Effect of glycation of high density lipoproteins on their physicochemical properties and on paraoxonase activity.

We investigated the effect of incubation of high density lipoprotein (HDL) under hyperglycaemic conditions on lipid composition, physicochemical properties and activity of paraoxonase (PON), a calcium-dependent enzyme associated with HDL that contributes to the antiatherogenicity of this lipoprotein. HDL incubated for three days with various glucose concentrations (0-100 mM) had significant increases in thiobarbituric acid-reactive substances (TBARS) and conjugated dienes with respect to control HDL. These results suggest that lipid peroxidation accompanies HDL glycation in vitro. The susceptibility to lipid peroxidation was higher in HDL isolated from subjects with low HDL-paraxonase activity with respect to subjects with higher HDL-PON activity. The lipid compositional changes were associated with modifications of apoprotein conformation as shown by the red-shifted position of the maximum emission of tryptophan in treated HDL. The decrease in the Gp (generalized polarization) value and the red-shifted position of the maximum emission of Laurdan incorporated in treated HDL demonstrate modifications of order and polarity with respect to control HDL. The negative correlation established between the Gp value and TBARS demonstrates that the modifications in molecular order are likely related to the increase in lipid peroxidation products.
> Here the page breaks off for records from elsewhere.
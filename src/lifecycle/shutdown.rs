//! Shutdown coordination.

use tokio::sync::watch;

/// Coordinator for graceful shutdown.
///
/// Subscribers created after [`Shutdown::trigger`] observe the signal
/// immediately.
#[derive(Debug)]
pub struct Shutdown {
    tx: watch::Sender<bool>,
}

impl Shutdown {
    pub fn new() -> Self {
        let (tx, _) = watch::channel(false);
        Self { tx }
    }

    pub fn subscribe(&self) -> ShutdownSignal {
        ShutdownSignal {
            rx: self.tx.subscribe(),
        }
    }

    pub fn trigger(&self) {
        self.tx.send_replace(true);
    }

    pub fn is_triggered(&self) -> bool {
        *self.tx.borrow()
    }
}

impl Default for Shutdown {
    fn default() -> Self {
        Self::new()
    }
}

/// Receiving side of [`Shutdown`].
#[derive(Debug, Clone)]
pub struct ShutdownSignal {
    rx: watch::Receiver<bool>,
}

impl ShutdownSignal {
    /// Resolve once shutdown has been triggered, or the coordinator dropped.
    pub async fn recv(&mut self) {
        // An Err means the sender is gone, which is as final as a trigger.
        let _ = self.rx.wait_for(|triggered| *triggered).await;
    }
}

#[cfg(test)]
mod tests {
    use super::*;
    use std::time::Duration;

    #[tokio::test]
    async fn test_late_subscriber_sees_trigger() {
        let shutdown = Shutdown::new();
        shutdown.trigger();
        assert!(shutdown.is_triggered());

        let mut signal = shutdown.subscribe();
        tokio::time::timeout(Duration::from_millis(100), signal.recv())
            .await
            .expect("signal should resolve immediately");
    }

    #[tokio::test]
    async fn test_pending_until_triggered() {
        let shutdown = Shutdown::new();
        let mut signal = shutdown.subscribe();
        assert!(tokio::time::timeout(Duration::from_millis(50), signal.recv())
            .await
            .is_err());

        shutdown.trigger();
        tokio::time::timeout(Duration::from_millis(100), signal.recv())
            .await
            .unwrap();
    }
}
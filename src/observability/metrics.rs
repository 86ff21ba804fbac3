//! Metrics collection and exposition.
//!
//! # Metrics
//! - `dispatch_decisions_total` (counter): decisions by route and outcome
//! - `dispatch_duration_seconds` (histogram): time spent selecting a route
//! - `route_table_reloads_total` (counter): reload attempts by result
//! - `route_table_routes` (gauge): routes in the live table
//!
//! # Design Decisions
//! - Recording is a no-op until an exporter is installed
//! - Labels are bounded by configured route names

use std::net::SocketAddr;
use std::time::Instant;

use metrics_exporter_prometheus::PrometheusBuilder;

/// Install the Prometheus exporter on `addr`.
pub fn init_metrics(addr: SocketAddr) {
    match PrometheusBuilder::new().with_http_listener(addr).install() {
        Ok(()) => tracing::info!(address = %addr, "Metrics exporter listening"),
        Err(e) => tracing::error!(address = %addr, error = %e, "Failed to install metrics exporter"),
    }
}

/// Record one dispatch decision. `route` is `None` for no-match.
pub fn record_dispatch(route: Option<&str>, start: Instant) {
    let (route, outcome) = match route {
        Some(name) => (name.to_string(), "matched"),
        None => ("none".to_string(), "no_match"),
    };
    metrics::counter!("dispatch_decisions_total", "route" => route, "outcome" => outcome).increment(1);
    metrics::histogram!("dispatch_duration_seconds").record(start.elapsed().as_secs_f64());
}

/// Record a route table publication.
pub fn record_reload(routes: usize, rejected: usize) {
    let result = if rejected == 0 { "ok" } else { "partial" };
    metrics::counter!("route_table_reloads_total", "result" => result).increment(1);
    metrics::gauge!("route_table_routes").set(routes as f64);
}

/// Record a config change that failed to load or validate.
pub fn record_reload_failure() {
    metrics::counter!("route_table_reloads_total", "result" => "invalid").increment(1);
}
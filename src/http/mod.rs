//! HTTP protocol handling subsystem.
//!
//! # Data Flow
//! ```text
//! TCP connection
//!     → server.rs (Axum setup, middleware)
//!     → request.rs (request ID)
//!     → routing::SharedRouteTable (one snapshot per request)
//!     → response.rs (JSON dispatch decision)
//!     → Send to client
//! ```

pub mod request;
pub mod response;
pub mod server;

pub use request::{MakeRequestUuid, RequestIdExt, X_REQUEST_ID};
pub use response::DispatchDecision;
pub use server::{AppState, HttpServer};
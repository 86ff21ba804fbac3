//! Routing subsystem.
//!
//! # Data Flow
//! ```text
//! Incoming Request (host, path, headers)
//!     → snapshot.rs (take the current table once)
//!     → router.rs (enumerate host/path candidates)
//!     → matcher.rs (clear candidates whose header rules fail)
//!     → specificity.rs + router.rs (rank survivors, pick one)
//!     → Return: matched Route or NoMatch
//!
//! Route Compilation (at startup and on reload):
//!     RouteConfig[]
//!     → rule.rs (validate header rules)
//!     → Reuse unchanged routes from the previous table
//!     → Freeze as immutable RouteTable
//!     → Atomic swap into SharedRouteTable
//! ```
//!
//! # Design Decisions
//! - Routes compiled ahead of time, immutable at runtime
//! - No regex in hot path (exact/prefix/presence only)
//! - Deterministic: same input always matches same route
//! - Header rules AND together; a rule's values OR together

pub mod matcher;
pub mod router;
pub mod rule;
pub mod snapshot;
pub mod specificity;

pub use matcher::{header_matches, is_eligible, HeaderList, HeaderSource};
pub use router::{BuildReport, Candidate, Route, RouteBuildError, RouteDiff, RouteTable};
pub use rule::{rules_equal, HeaderMatchMode, HeaderRule, HeaderRuleSet, RuleError};
pub use snapshot::{ReloadOutcome, SharedRouteTable, Snapshot};
pub use specificity::compare_specificity;
// SPDX-FileCopyrightText: 2026 The sylva authors
// SPDX-License-Identifier: EUPL-1.2 OR MIT

//! Walking a filesystem tree into Git object ids.
//!
//! Directory ids depend on the ids of every child, so the walk is
//! post-order: an explicit frame stack accumulates tree entries and a
//! directory is hashed when its listing is exhausted. Symlinks are never
//! followed; their targets are hashed as blob contents.

use std::path::{Path, PathBuf};
use std::vec;

use bstr::{BString, ByteVec as _};
use tokio::fs;
use tracing::trace;

use crate::SwhidError;
use crate::git::{self, EntryMode, Oid, TreeEntry};
use crate::swhid::{ObjectType, Swhid};

/// Decides whether a file gets tree mode `100755`, given its metadata.
pub type ExecutablePolicy = fn(&std::fs::Metadata) -> bool;

/// Owner-execute bit on Unix.
#[cfg(unix)]
fn default_executable_policy(metadata: &std::fs::Metadata) -> bool {
    use std::os::unix::fs::PermissionsExt as _;
    metadata.permissions().mode() & 0o100 != 0
}

/// Platforms without an executable bit identify everything as
/// non-executable; override with [`WalkOptions::executable_policy`] if the
/// caller has a better source of truth.
#[cfg(not(unix))]
fn default_executable_policy(_metadata: &std::fs::Metadata) -> bool {
    false
}

/// Options for walking a tree into an identifier.
#[derive(Clone, Copy)]
pub struct WalkOptions {
    executable_policy: ExecutablePolicy,
}

impl WalkOptions {
    pub fn new() -> Self {
        Self {
            executable_policy: default_executable_policy,
        }
    }

    /// Overrides the executable-bit predicate.
    pub fn executable_policy(mut self, policy: ExecutablePolicy) -> Self {
        self.executable_policy = policy;
        self
    }

    /// Computes the identifier of `path`: `cnt` for regular files and
    /// symlinks, `dir` for directories.
    pub async fn hash_path(&self, path: impl AsRef<Path>) -> Result<Swhid, SwhidError> {
        let (object_type, oid) = self.object_id(path.as_ref()).await?;
        Ok(Swhid::new(object_type, oid))
    }

    /// Classifies `path` and computes its Git object id.
    pub(crate) async fn object_id(&self, path: &Path) -> Result<(ObjectType, Oid), SwhidError> {
        let metadata = fs::symlink_metadata(path).await.map_err(|source| {
            if source.kind() == std::io::ErrorKind::NotFound {
                SwhidError::PathNotFound(path.to_owned())
            } else {
                SwhidError::Io {
                    context: format!("reading metadata of {}", path.display()),
                    source,
                }
            }
        })?;
        let file_type = metadata.file_type();
        if file_type.is_symlink() {
            return Ok((ObjectType::Content, symlink_oid(path).await?));
        }
        if file_type.is_file() {
            return Ok((ObjectType::Content, git::hash_blob_file(path).await?));
        }
        if !file_type.is_dir() {
            return Err(SwhidError::UnsupportedFileType(path.to_owned()));
        }

        let mut stack = vec![DirFrame {
            path: path.to_owned(),
            name: Vec::new(),
            pending: read_listing(path).await?,
            entries: Vec::new(),
        }];
        loop {
            let next = stack
                .last_mut()
                .expect("stack holds the root frame until it is hashed")
                .pending
                .next();
            match next {
                Some((name, child)) => {
                    let metadata =
                        fs::symlink_metadata(&child)
                            .await
                            .map_err(|source| SwhidError::Io {
                                context: format!("reading metadata of {}", child.display()),
                                source,
                            })?;
                    let file_type = metadata.file_type();
                    if file_type.is_symlink() {
                        let oid = symlink_oid(&child).await?;
                        push_entry(&mut stack, EntryMode::Symlink, name, oid);
                    } else if file_type.is_file() {
                        let mode = if (self.executable_policy)(&metadata) {
                            EntryMode::Executable
                        } else {
                            EntryMode::Regular
                        };
                        let oid = git::hash_blob_file(&child).await?;
                        push_entry(&mut stack, mode, name, oid);
                    } else if file_type.is_dir() {
                        let pending = read_listing(&child).await?;
                        stack.push(DirFrame {
                            path: child,
                            name,
                            pending,
                            entries: Vec::new(),
                        });
                    } else {
                        return Err(SwhidError::UnsupportedFileType(child));
                    }
                }
                None => {
                    let frame = stack.pop().expect("a frame was just borrowed");
                    let oid = git::hash_tree(frame.entries);
                    trace!(path = %frame.path.display(), %oid, "hashed tree");
                    match stack.last_mut() {
                        Some(parent) => parent.entries.push(TreeEntry {
                            mode: EntryMode::Directory,
                            name: frame.name,
                            oid,
                        }),
                        None => return Ok((ObjectType::Directory, oid)),
                    }
                }
            }
        }
    }
}

impl Default for WalkOptions {
    fn default() -> Self {
        Self::new()
    }
}

struct DirFrame {
    path: PathBuf,
    /// Entry name within the parent directory; empty for the root.
    name: Vec<u8>,
    pending: vec::IntoIter<(Vec<u8>, PathBuf)>,
    entries: Vec<TreeEntry>,
}

fn push_entry(stack: &mut [DirFrame], mode: EntryMode, name: Vec<u8>, oid: Oid) {
    if let Some(frame) = stack.last_mut() {
        frame.entries.push(TreeEntry { mode, name, oid });
    }
}

async fn symlink_oid(path: &Path) -> Result<Oid, SwhidError> {
    let target = fs::read_link(path).await.map_err(|source| SwhidError::Io {
        context: format!("reading symlink target of {}", path.display()),
        source,
    })?;
    let target = <Vec<u8>>::from_os_string(target.into_os_string()).map_err(|os| SwhidError::Io {
        context: format!("reading symlink target of {}", path.display()),
        source: std::io::Error::new(
            std::io::ErrorKind::InvalidData,
            format!("target {os:?} is not representable as bytes"),
        ),
    })?;
    Ok(git::hash_blob_bytes(&target))
}

/// Raw entry names of a directory. Order does not matter here; tree
/// hashing sorts by the Git rule.
async fn read_listing(path: &Path) -> Result<vec::IntoIter<(Vec<u8>, PathBuf)>, SwhidError> {
    let mut dir = fs::read_dir(path).await.map_err(|source| SwhidError::Io {
        context: format!("listing {}", path.display()),
        source,
    })?;
    let mut entries = Vec::new();
    while let Some(entry) = dir.next_entry().await.map_err(|source| SwhidError::Io {
        context: format!("listing {}", path.display()),
        source,
    })? {
        let name = <Vec<u8>>::from_os_string(entry.file_name()).map_err(|os| {
            SwhidError::InvalidEntryName {
                dir: path.to_owned(),
                name: BString::from(os.to_string_lossy().into_owned().into_bytes()),
            }
        })?;
        if name.contains(&b'/') || name.contains(&b'\0') {
            return Err(SwhidError::InvalidEntryName {
                dir: path.to_owned(),
                name: BString::from(name),
            });
        }
        entries.push((name, entry.path()));
    }
    Ok(entries.into_iter())
}
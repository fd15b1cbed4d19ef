// SPDX-FileCopyrightText: 2026 The sylva authors
// SPDX-License-Identifier: EUPL-1.2 OR MIT

//! The identifier value type and its string rendering.

use std::fmt;

use derive_more::Display;
use percent_encoding::{AsciiSet, NON_ALPHANUMERIC, percent_encode};

use crate::git::Oid;

/// Bytes escaped in qualifier values: everything outside the unreserved
/// set `[A-Za-z0-9._~-]`.
const QUALIFIER_VALUE: AsciiSet = NON_ALPHANUMERIC
    .remove(b'-')
    .remove(b'.')
    .remove(b'_')
    .remove(b'~');

/// The kind of filesystem object an identifier refers to.
#[derive(Debug, Display, Clone, Copy, PartialEq, Eq, Hash)]
pub enum ObjectType {
    /// File contents: a regular file, or a symlink target.
    #[display("cnt")]
    Content,
    /// A directory tree.
    #[display("dir")]
    Directory,
}

impl ObjectType {
    pub const fn as_str(&self) -> &'static str {
        match self {
            ObjectType::Content => "cnt",
            ObjectType::Directory => "dir",
        }
    }
}

/// A Software Heritage persistent identifier for a filesystem object.
///
/// Renders as `swh:1:<ctx>:<oid>`, followed by `;key=value` qualifiers in
/// insertion order, with values percent-encoded.
#[derive(Debug, Clone, PartialEq, Eq)]
pub struct Swhid {
    object_type: ObjectType,
    oid: Oid,
    qualifiers: Vec<(String, String)>,
}

impl Swhid {
    pub fn new(object_type: ObjectType, oid: Oid) -> Self {
        Self {
            object_type,
            oid,
            qualifiers: Vec::new(),
        }
    }

    pub fn object_type(&self) -> ObjectType {
        self.object_type
    }

    pub fn oid(&self) -> Oid {
        self.oid
    }

    /// Appends a qualifier. Qualifiers render in the order they were
    /// added.
    pub fn with_qualifier(mut self, key: impl Into<String>, value: impl Into<String>) -> Self {
        self.qualifiers.push((key.into(), value.into()));
        self
    }

    pub fn qualifiers(&self) -> &[(String, String)] {
        &self.qualifiers
    }
}

impl fmt::Display for Swhid {
    fn fmt(&self, f: &mut fmt::Formatter<'_>) -> fmt::Result {
        write!(f, "swh:1:{}:{}", self.object_type, self.oid)?;
        for (key, value) in &self.qualifiers {
            write!(
                f,
                ";{key}={}",
                percent_encode(value.as_bytes(), &QUALIFIER_VALUE)
            )?;
        }
        Ok(())
    }
}
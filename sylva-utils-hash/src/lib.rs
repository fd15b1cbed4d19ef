// SPDX-FileCopyrightText: 2026 The sylva authors
// SPDX-License-Identifier: EUPL-1.2 OR MIT

//! Streaming digests for sylva.
//!
//! A [`Hash`] is an algorithm tag plus the raw digest bytes; a [`Context`]
//! accumulates a digest incrementally; a [`HashSink`] is an [`AsyncWrite`]
//! that drains any byte producer into a digest while counting bytes.
//! Rendering (hex, SRI, nix base32) lives in [`fmt`].
//!
//! [`AsyncWrite`]: tokio::io::AsyncWrite

use std::fmt as sfmt;

use ring::digest;
use serde::{Deserialize, Deserializer, Serialize, Serializer};
use thiserror::Error;

mod algo;
pub mod fmt;

pub use algo::{Algorithm, UnknownAlgorithm};
pub use fmt::HashBundle;

const LARGEST_ALGORITHM: Algorithm = Algorithm::LARGEST;

#[derive(Error, Debug, PartialEq, Eq, Clone, Copy)]
#[error("hash has wrong length {length} != {} for hash type '{algorithm}'", algorithm.size())]
pub struct InvalidHashError {
    algorithm: Algorithm,
    length: usize,
}

/// A finished digest: the algorithm plus the raw digest bytes.
///
/// Stored inline, padded to the largest supported digest size, so the type
/// is `Copy` and allocation-free.
#[derive(PartialEq, Eq, PartialOrd, Ord, Clone, Copy, Hash)]
pub struct Hash {
    algorithm: Algorithm,
    data: [u8; LARGEST_ALGORITHM.size()],
}

impl Hash {
    /// Builds a hash from `digest`, which must be exactly
    /// `algorithm.size()` bytes.
    pub const fn new(algorithm: Algorithm, digest: &[u8]) -> Hash {
        let mut data = [0u8; LARGEST_ALGORITHM.size()];
        let (prefix, _) = data.split_at_mut(algorithm.size());
        prefix.copy_from_slice(digest);
        Hash { algorithm, data }
    }

    /// Fallible variant of [`Hash::new`].
    pub fn from_slice(algorithm: Algorithm, digest: &[u8]) -> Result<Hash, InvalidHashError> {
        if digest.len() != algorithm.size() {
            return Err(InvalidHashError {
                algorithm,
                length: digest.len(),
            });
        }
        Ok(Hash::new(algorithm, digest))
    }

    #[inline]
    pub fn algorithm(&self) -> Algorithm {
        self.algorithm
    }

    #[inline]
    pub fn digest_bytes(&self) -> &[u8] {
        &self.data[0..self.algorithm.size()]
    }
}

impl std::ops::Deref for Hash {
    type Target = [u8];
    fn deref(&self) -> &[u8] {
        self.digest_bytes()
    }
}

impl AsRef<[u8]> for Hash {
    fn as_ref(&self) -> &[u8] {
        self.digest_bytes()
    }
}

impl sfmt::Debug for Hash {
    fn fmt(&self, f: &mut sfmt::Formatter<'_>) -> sfmt::Result {
        write!(f, "{}:{}", self.algorithm, self.as_hex())
    }
}

impl Serialize for Hash {
    fn serialize<S>(&self, serializer: S) -> Result<S::Ok, S::Error>
    where
        S: Serializer,
    {
        // SRI string form: "sha256-<base64>"
        serializer.serialize_str(&self.as_sri().to_string())
    }
}

impl<'de> Deserialize<'de> for Hash {
    fn deserialize<D>(deserializer: D) -> Result<Self, D::Error>
    where
        D: Deserializer<'de>,
    {
        let s = String::deserialize(deserializer)?;
        fmt::parse_sri(&s).map_err(serde::de::Error::custom)
    }
}

/// A context for multi-step (init-update-finish) digest calculation.
///
/// ```
/// use sylva_utils_hash as hash;
///
/// let one_shot = hash::Algorithm::SHA256.digest("hello, world");
///
/// let mut ctx = hash::Context::new(hash::Algorithm::SHA256);
/// ctx.update("hello");
/// ctx.update(", ");
/// ctx.update("world");
///
/// assert_eq!(one_shot, ctx.finish());
/// ```
#[derive(Clone)]
pub struct Context(Algorithm, digest::Context);

impl Context {
    /// Constructs a new context for `algorithm`.
    pub fn new(algorithm: Algorithm) -> Self {
        Context(algorithm, digest::Context::new(algorithm.digest_algorithm()))
    }

    /// Feeds `data` into the digest. May be called any number of times
    /// before `finish`.
    pub fn update<D: AsRef<[u8]>>(&mut self, data: D) {
        self.1.update(data.as_ref());
    }

    /// Finalizes the calculation, consuming the context.
    pub fn finish(self) -> Hash {
        Hash::new(self.0, self.1.finish().as_ref())
    }

    /// The algorithm this context is using.
    pub fn algorithm(&self) -> Algorithm {
        self.0
    }
}

impl sfmt::Debug for Context {
    fn fmt(&self, f: &mut sfmt::Formatter<'_>) -> sfmt::Result {
        f.debug_tuple("Context").field(&self.0).finish()
    }
}

/// A hash sink that implements [`AsyncWrite`].
///
/// ```
/// use tokio::io;
/// use sylva_utils_hash as hash;
///
/// # #[tokio::main(flavor = "current_thread")]
/// # async fn main() -> std::io::Result<()> {
/// let mut reader: &[u8] = b"hello, world";
/// let mut sink = hash::HashSink::new(hash::Algorithm::SHA256);
///
/// io::copy(&mut reader, &mut sink).await?;
/// let (size, hash) = sink.finish();
///
/// assert_eq!(hash, hash::Algorithm::SHA256.digest("hello, world"));
/// assert_eq!(size, 12);
/// # Ok(())
/// # }
/// ```
///
/// [`AsyncWrite`]: tokio::io::AsyncWrite
#[derive(Debug)]
pub struct HashSink(Option<(u64, Context)>);

impl HashSink {
    /// Constructs a new sink for `algorithm`.
    pub fn new(algorithm: Algorithm) -> HashSink {
        HashSink(Some((0, Context::new(algorithm))))
    }

    /// Finalizes this sink, returning the byte count and the digest.
    ///
    /// # Panics
    ///
    /// Panics if called twice.
    pub fn finish(mut self) -> (u64, Hash) {
        let (written, ctx) = self.0.take().expect("HashSink::finish called twice");
        (written, ctx.finish())
    }
}

impl tokio::io::AsyncWrite for HashSink {
    fn poll_write(
        mut self: std::pin::Pin<&mut Self>,
        _cx: &mut std::task::Context<'_>,
        buf: &[u8],
    ) -> std::task::Poll<Result<usize, std::io::Error>> {
        match self.0.as_mut() {
            None => std::task::Poll::Ready(Err(std::io::Error::new(
                std::io::ErrorKind::BrokenPipe,
                "cannot write to HashSink after calling finish()",
            ))),
            Some((written, ctx)) => {
                *written += buf.len() as u64;
                ctx.update(buf);
                std::task::Poll::Ready(Ok(buf.len()))
            }
        }
    }

    fn poll_flush(
        self: std::pin::Pin<&mut Self>,
        _cx: &mut std::task::Context<'_>,
    ) -> std::task::Poll<Result<(), std::io::Error>> {
        std::task::Poll::Ready(Ok(()))
    }

    fn poll_shutdown(
        self: std::pin::Pin<&mut Self>,
        _cx: &mut std::task::Context<'_>,
    ) -> std::task::Poll<Result<(), std::io::Error>> {
        std::task::Poll::Ready(Ok(()))
    }
}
The activity of paraoxonase was significantly decreased in HDL incubated at 37 degrees C; a greater decrease occurred in the presence of 50 mM and 100 mM glucose. This study demonstrates modifications of lipid composition, apoprotein conformation and physicochemical properties of HDL incubated in the presence of glucose. These modifications affect the activity of HDL-associated paraoxonase. The physicochemical properties of lipoproteins play a regulatory role in lipoprotein function. The modification of order and polarity of glycated HDL and the alterations in paraoxonase activity could potentially contribute to the accelerated atherosclerosis in diabetic patients.